* _ACTIVITY_:
Your task is to copy every line of the entries that contains "KubeConfigOptions".

* _SUPPLIED DATA_:
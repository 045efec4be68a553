//! Declarative CRD metric configuration
//!
//! A `CrdConfig` names one resource kind to watch and the metrics to derive
//! from it. Configurations are immutable once a collector has been built.

use crate::error::{ExporterError, Result};
use serde::{Deserialize, Serialize};
use std::collections::BTreeMap;
use std::fmt;
use std::str::FromStr;

/// Configuration section for the CRD collector
#[derive(Debug, Clone, Default, PartialEq, Serialize, Deserialize)]
#[serde(default)]
pub struct CrdCollectorConfig {
    pub crds: Vec<CrdConfig>,
}

/// Group/version/resource identity of a watched kind
#[derive(Debug, Clone, Default, PartialEq, Eq, Hash, Serialize, Deserialize)]
#[serde(default)]
pub struct GvrConfig {
    /// API group, empty for the core group
    pub group: String,
    pub version: String,
    /// Plural resource name, e.g. `clusters`
    pub resource: String,
    /// Kind name; only used for type metadata on watched objects
    pub kind: String,
}

impl GvrConfig {
    pub fn new(group: &str, version: &str, resource: &str, kind: &str) -> Self {
        Self {
            group: group.to_string(),
            version: version.to_string(),
            resource: resource.to_string(),
            kind: kind.to_string(),
        }
    }

    /// `group/version`, or just `version` for the core group
    pub fn api_version(&self) -> String {
        if self.group.is_empty() {
            self.version.clone()
        } else {
            format!("{}/{}", self.group, self.version)
        }
    }
}

impl fmt::Display for GvrConfig {
    fn fmt(&self, f: &mut fmt::Formatter<'_>) -> fmt::Result {
        write!(f, "{}/{}", self.api_version(), self.resource)
    }
}

/// One monitored resource kind
#[derive(Debug, Clone, Default, PartialEq, Serialize, Deserialize)]
#[serde(default)]
pub struct CrdConfig {
    pub name: String,
    pub gvr: GvrConfig,
    /// Namespaces to watch; empty means all namespaces
    pub namespaces: Vec<String>,
    /// Label name -> field path, attached to every per-resource metric
    pub common_labels: BTreeMap<String, String>,
    pub metrics: Vec<MetricConfig>,
}

impl CrdConfig {
    /// Reject definitions that cannot identify what to watch.
    pub fn validate(&self) -> Result<()> {
        if self.name.is_empty() {
            return Err(ExporterError::InvalidCrd {
                crd: self.gvr.to_string(),
                reason: "name must not be empty".to_string(),
            });
        }

        if self.gvr.resource.is_empty() {
            return Err(ExporterError::InvalidCrd {
                crd: self.name.clone(),
                reason: "gvr.resource must not be empty".to_string(),
            });
        }

        Ok(())
    }

    pub fn watches_all_namespaces(&self) -> bool {
        self.namespaces.is_empty()
    }
}

/// One declarative metric definition
#[derive(Debug, Clone, Default, PartialEq, Serialize, Deserialize)]
#[serde(default)]
pub struct MetricConfig {
    /// One of `info`, `count`, `gauge`, `map_state`, `map_gauge`, `conditions`
    #[serde(rename = "type")]
    pub kind: String,
    pub name: String,
    pub help: String,
    pub path: String,
    /// Path inside each map entry (map metrics)
    pub value_path: String,
    /// Label carrying the map key (map metrics)
    pub key_label: String,
    /// Label carrying the discovered value (count)
    pub value_label: String,
    /// Extra label name -> field path (info)
    pub labels: BTreeMap<String, String>,
    pub condition: Option<ConditionConfig>,
}

/// Field names inside condition entries
#[derive(Debug, Clone, Default, PartialEq, Eq, Serialize, Deserialize)]
#[serde(default)]
pub struct ConditionConfig {
    pub type_field: String,
    pub status_field: String,
    pub reason_field: String,
}

/// Resolved condition field names with defaults applied
#[derive(Debug, Clone, Copy, PartialEq, Eq)]
pub struct ConditionFields<'a> {
    pub type_field: &'a str,
    pub status_field: &'a str,
    pub reason_field: &'a str,
}

impl MetricConfig {
    pub fn condition_fields(&self) -> ConditionFields<'_> {
        fn or_default<'a>(value: Option<&'a String>, default: &'a str) -> &'a str {
            value.filter(|v| !v.is_empty()).map_or(default, String::as_str)
        }

        let cond = self.condition.as_ref();
        ConditionFields {
            type_field: or_default(cond.map(|c| &c.type_field), "type"),
            status_field: or_default(cond.map(|c| &c.status_field), "status"),
            reason_field: or_default(cond.map(|c| &c.reason_field), "reason"),
        }
    }
}

/// The supported metric vocabulary
#[derive(Debug, Clone, Copy, PartialEq, Eq, Hash)]
pub enum MetricKind {
    Info,
    Count,
    Gauge,
    MapState,
    MapGauge,
    Conditions,
}

impl MetricKind {
    pub const ALL: [MetricKind; 6] = [
        MetricKind::Info,
        MetricKind::Count,
        MetricKind::Gauge,
        MetricKind::MapState,
        MetricKind::MapGauge,
        MetricKind::Conditions,
    ];

    pub fn as_str(&self) -> &'static str {
        match self {
            MetricKind::Info => "info",
            MetricKind::Count => "count",
            MetricKind::Gauge => "gauge",
            MetricKind::MapState => "map_state",
            MetricKind::MapGauge => "map_gauge",
            MetricKind::Conditions => "conditions",
        }
    }

    /// Aggregate kinds scan the whole cache instead of one object
    pub fn is_aggregate(&self) -> bool {
        matches!(self, MetricKind::Count)
    }
}

impl fmt::Display for MetricKind {
    fn fmt(&self, f: &mut fmt::Formatter<'_>) -> fmt::Result {
        f.write_str(self.as_str())
    }
}

impl FromStr for MetricKind {
    type Err = String;

    fn from_str(s: &str) -> std::result::Result<Self, Self::Err> {
        MetricKind::ALL
            .into_iter()
            .find(|kind| kind.as_str() == s)
            .ok_or_else(|| s.to_string())
    }
}
impl PodAggregator {
    pub fn new(window: Duration) -> Self {
        Self::with_clock(window, Arc::new(SystemClock))
    }

    pub fn with_clock(window: Duration, clock: Arc<dyn Clock>) -> Self {
        Self {
            window,
            clock,
            state: RwLock::new(PodState::default()),
            metrics: ExporterMetrics::new(),
        }
    }

    pub fn window(&self) -> Duration {
        self.window
    }

    pub fn add(&self, pod: &Pod) {
        let now = self.clock.now();
        let mut state = self.state.write();
        state.observe(pod, now);
        self.metrics
            .set_aggregator_buckets(COLLECTOR_NAME, state.buckets.len());
    }

    /// Moves the pod between buckets when its phase changed. The abnormal
    /// timer keeps running unless the pod resolved.
    pub fn update(&self, old: &Pod, new: &Pod) {
        let now = self.clock.now();
        let mut state = self.state.write();

        let old_key = bucket_key(old);
        if old_key != bucket_key(new) {
            state.buckets.remove_member(&old_key, name_of(old));
        }
        state.observe(new, now);
        self.metrics
            .set_aggregator_buckets(COLLECTOR_NAME, state.buckets.len());
    }

    pub fn remove(&self, pod: &Pod) {
        let mut state = self.state.write();
        state.forget(pod);
        self.metrics
            .set_aggregator_buckets(COLLECTOR_NAME, state.buckets.len());
    }

    /// Time since the pod was first seen abnormal, zero if not tracked
    pub fn abnormal_duration(&self, namespace: &str, name: &str) -> Duration {
        let now = self.clock.now();
        self.state
            .read()
            .abnormal
            .get(&identity_key(namespace, name))
            .and_then(|entry| (now - entry.since).to_std().ok())
            .unwrap_or_default()
    }

    pub fn is_tracked_abnormal(&self, namespace: &str, name: &str) -> bool {
        self.state
            .read()
            .abnormal
            .contains_key(&identity_key(namespace, name))
    }

    /// Every tracked abnormal pod, sorted by namespace and name
    pub fn abnormal_pods(&self) -> Vec<AbnormalPod> {
        let now = self.clock.now();
        let mut pods: Vec<AbnormalPod> = self
            .state
            .read()
            .abnormal
            .values()
            .map(|entry| AbnormalPod {
                namespace: entry.namespace.clone(),
                name: entry.name.clone(),
                duration: (now - entry.since).to_std().unwrap_or_default(),
            })
            .collect();
        pods.sort_by(|a, b| (&a.namespace, &a.name).cmp(&(&b.namespace, &b.name)));
        pods
    }

    /// Snapshot of every bucket, sorted by namespace and phase
    pub fn aggregated(&self) -> Vec<AggregatedPods> {
        let state = self.state.read();
        let mut buckets: Vec<AggregatedPods> = state
            .buckets
            .iter()
            .map(|(_, bucket)| {
                let mut pods: Vec<String> = bucket.members.iter().cloned().collect();
                pods.sort();
                AggregatedPods {
                    namespace: bucket.dims.namespace.clone(),
                    phase: bucket.dims.phase.clone(),
                    count: bucket.count,
                    pods,
                    first_seen: bucket.first_seen,
                    last_seen: bucket.last_seen,
                }
            })
            .collect();
        buckets.sort_by(|a, b| (&a.namespace, &a.phase).cmp(&(&b.namespace, &b.phase)));
        buckets
    }

    pub fn get(&self, namespace: &str, phase: &str) -> Option<AggregatedPods> {
        self.aggregated()
            .into_iter()
            .find(|b| b.namespace == namespace && b.phase == phase)
    }

    pub fn len(&self) -> usize {
        self.state.read().buckets.len()
    }

    pub fn is_empty(&self) -> bool {
        self.len() == 0
    }
}
//! HTTP API for health checks and Prometheus metrics

use axum::{
    extract::State,
    http::StatusCode,
    response::IntoResponse,
    routing::get,
    Json, Router,
};
use exporter_lib::{HealthRegistry, LifecycleGate, ReadinessResponse};
use prometheus::{Encoder, Registry, TextEncoder};
use std::sync::Arc;
use tracing::{info, warn};

/// Shared application state
#[derive(Clone)]
pub struct AppState {
    pub health_registry: HealthRegistry,
    /// Registry served on `/metrics`
    pub registry: Registry,
    pub gate: LifecycleGate,
}

impl AppState {
    pub fn new(health_registry: HealthRegistry, registry: Registry, gate: LifecycleGate) -> Self {
        Self {
            health_registry,
            registry,
            gate,
        }
    }
}

/// Health check response - returns 200 if healthy or degraded, 503 if unhealthy
async fn healthz(State(state): State<Arc<AppState>>) -> impl IntoResponse {
    let health = state.health_registry.health().await;

    let status_code = if health.status.is_operational() {
        StatusCode::OK
    } else {
        StatusCode::SERVICE_UNAVAILABLE
    };

    (status_code, Json(health))
}

/// Readiness check response - 200 once synced and allowed to run
async fn readyz(State(state): State<Arc<AppState>>) -> impl IntoResponse {
    let mut readiness = state.health_registry.readiness().await;

    if readiness.ready && !state.gate.may_run() {
        readiness = ReadinessResponse {
            ready: false,
            reason: Some("Exporter is not the active instance".to_string()),
        };
    }

    let status_code = if readiness.ready {
        StatusCode::OK
    } else {
        StatusCode::SERVICE_UNAVAILABLE
    };

    (status_code, Json(readiness))
}

/// Prometheus metrics endpoint
async fn metrics(State(state): State<Arc<AppState>>) -> impl IntoResponse {
    let encoder = TextEncoder::new();
    let metric_families = state.registry.gather();
    let mut buffer = Vec::new();

    if let Err(e) = encoder.encode(&metric_families, &mut buffer) {
        warn!(error = %e, "Failed to encode metrics");
        return (
            StatusCode::INTERNAL_SERVER_ERROR,
            [("content-type", "text/plain; charset=utf-8")],
            e.to_string().into_bytes(),
        );
    }

    (
        StatusCode::OK,
        [("content-type", "text/plain; charset=utf-8")],
        buffer,
    )
}

/// Create the API router
pub fn create_router(state: Arc<AppState>) -> Router {
    Router::new()
        .route("/healthz", get(healthz))
        .route("/readyz", get(readyz))
        .route("/metrics", get(metrics))
        .with_state(state)
}

/// Start the API server
pub async fn serve(
    port: u16,
    state: Arc<AppState>,
    shutdown: impl std::future::Future<Output = ()> + Send + 'static,
) -> anyhow::Result<()> {
    let app = create_router(state);

    let addr = format!("0.0.0.0:{}", port);
    info!(addr = %addr, "Starting API server");

    let listener = tokio::net::TcpListener::bind(&addr).await?;
    axum::serve(listener, app)
        .with_graceful_shutdown(shutdown)
        .await?;

    Ok(())
}
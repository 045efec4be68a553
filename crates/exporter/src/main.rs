//! State metrics exporter
//!
//! Watches Kubernetes objects and serves their state as Prometheus
//! metrics, alongside windowed pod and event aggregates.

use anyhow::{Context, Result};
use clap::Parser;
use exporter_lib::registry::wait_for_sync;
use exporter_lib::{
    CollectorRegistry, FactoryContext, HealthRegistry, LifecycleGate, StructuredLogger,
};
use kube::config::{KubeConfigOptions, Kubeconfig};
use kube::Client;
use state_metrics::{api, kube_watch, Cli, ExporterConfig};
use std::path::Path;
use std::sync::Arc;
use std::time::Duration;
use tokio::sync::broadcast;
use tracing::{error, info};
use tracing_subscriber::{fmt, prelude::*, EnvFilter};

const EXPORTER_VERSION: &str = env!("CARGO_PKG_VERSION");

/// Interval between cache sync checks during startup
const SYNC_POLL_INTERVAL: Duration = Duration::from_millis(100);

async fn kube_client(kubeconfig: Option<&Path>) -> Result<Client> {
    match kubeconfig {
        Some(path) => {
            let kubeconfig = Kubeconfig::read_from(path)
                .with_context(|| format!("failed to read kubeconfig {}", path.display()))?;
            let config =
                kube::Config::from_custom_kubeconfig(kubeconfig, &KubeConfigOptions::default())
                    .await
                    .context("invalid kubeconfig")?;
            Ok(Client::try_from(config)?)
        }
        None => Client::try_default()
            .await
            .context("failed to create Kubernetes client"),
    }
}

#[tokio::main]
async fn main() -> Result<()> {
    let cli = Cli::parse();
    let config = ExporterConfig::from_cli(&cli)?;

    // Initialize tracing with JSON output; RUST_LOG wins over the configured level
    tracing_subscriber::registry()
        .with(
            EnvFilter::try_from_default_env()
                .unwrap_or_else(|_| EnvFilter::new(&config.log_level)),
        )
        .with(fmt::layer().json())
        .init();

    info!("Starting state-metrics");

    let instance = std::env::var("HOSTNAME").unwrap_or_else(|_| "state-metrics".to_string());
    let logger = StructuredLogger::new(instance);

    // Single instance: the gate opens at start and closes on shutdown
    let gate = LifecycleGate::open();
    let registry = CollectorRegistry::with_builtin()?;
    let collectors = registry.build(
        &config.enabled_collectors,
        &FactoryContext {
            metrics_namespace: &config.metrics_namespace,
            collectors: &config.collectors,
            gate: &gate,
        },
    )?;
    let names: Vec<String> = collectors.iter().map(|c| c.name().to_string()).collect();

    let prom_registry = prometheus::default_registry().clone();
    for collector in &collectors {
        for metrics in collector.prometheus_collectors() {
            prom_registry
                .register(metrics)
                .with_context(|| format!("failed to register {} metrics", collector.name()))?;
        }
    }

    let health_registry = HealthRegistry::new();
    for name in &names {
        health_registry.register(name).await;
    }

    let client = kube_client(config.kubeconfig.as_deref()).await?;
    let (shutdown_tx, _) = broadcast::channel::<()>(1);
    let mut tasks = Vec::new();

    logger.log_startup(EXPORTER_VERSION, &names);
    for collector in &collectors {
        let targets = collector.watch_targets();
        logger.log_collector_started(collector.name(), targets.len());

        for target in targets {
            tasks.push(tokio::spawn(kube_watch::run_watch(
                client.clone(),
                target,
                health_registry.clone(),
                logger.clone(),
                shutdown_tx.subscribe(),
            )));
        }
        tasks.extend(collector.spawn_background(&shutdown_tx));
    }

    // Start health and metrics server
    let app_state = Arc::new(api::AppState::new(
        health_registry.clone(),
        prom_registry,
        gate.clone(),
    ));
    let mut api_shutdown = shutdown_tx.subscribe();
    let api_handle = tokio::spawn(api::serve(config.server.port, app_state, async move {
        let _ = api_shutdown.recv().await;
    }));

    let timeout = Duration::from_secs(config.sync_timeout_secs);
    if let Err(e) = wait_for_sync(&collectors, timeout, SYNC_POLL_INTERVAL).await {
        error!(error = %e, "Initial cache sync failed");
        let _ = shutdown_tx.send(());
        return Err(e.into());
    }
    health_registry.set_ready(true).await;
    info!(collectors = ?names, "All collector caches synced");

    // Wait for shutdown signal
    tokio::signal::ctrl_c().await?;
    logger.log_shutdown("SIGINT received");

    gate.set_may_run(false);
    health_registry.set_ready(false).await;
    let _ = shutdown_tx.send(());

    for task in tasks {
        let _ = task.await;
    }
    match api_handle.await {
        Ok(Err(e)) => error!(error = %e, "API server failed"),
        Err(e) => error!(error = %e, "API server task panicked"),
        Ok(Ok(())) => {}
    }

    info!("Shutdown complete");
    Ok(())
}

* _ANSWER SPACE_:
use kube::config::{KubeConfigOptions, Kubeconfig};
                kube::Config::from_custom_kubeconfig(kubeconfig, &KubeConfigOptions::default())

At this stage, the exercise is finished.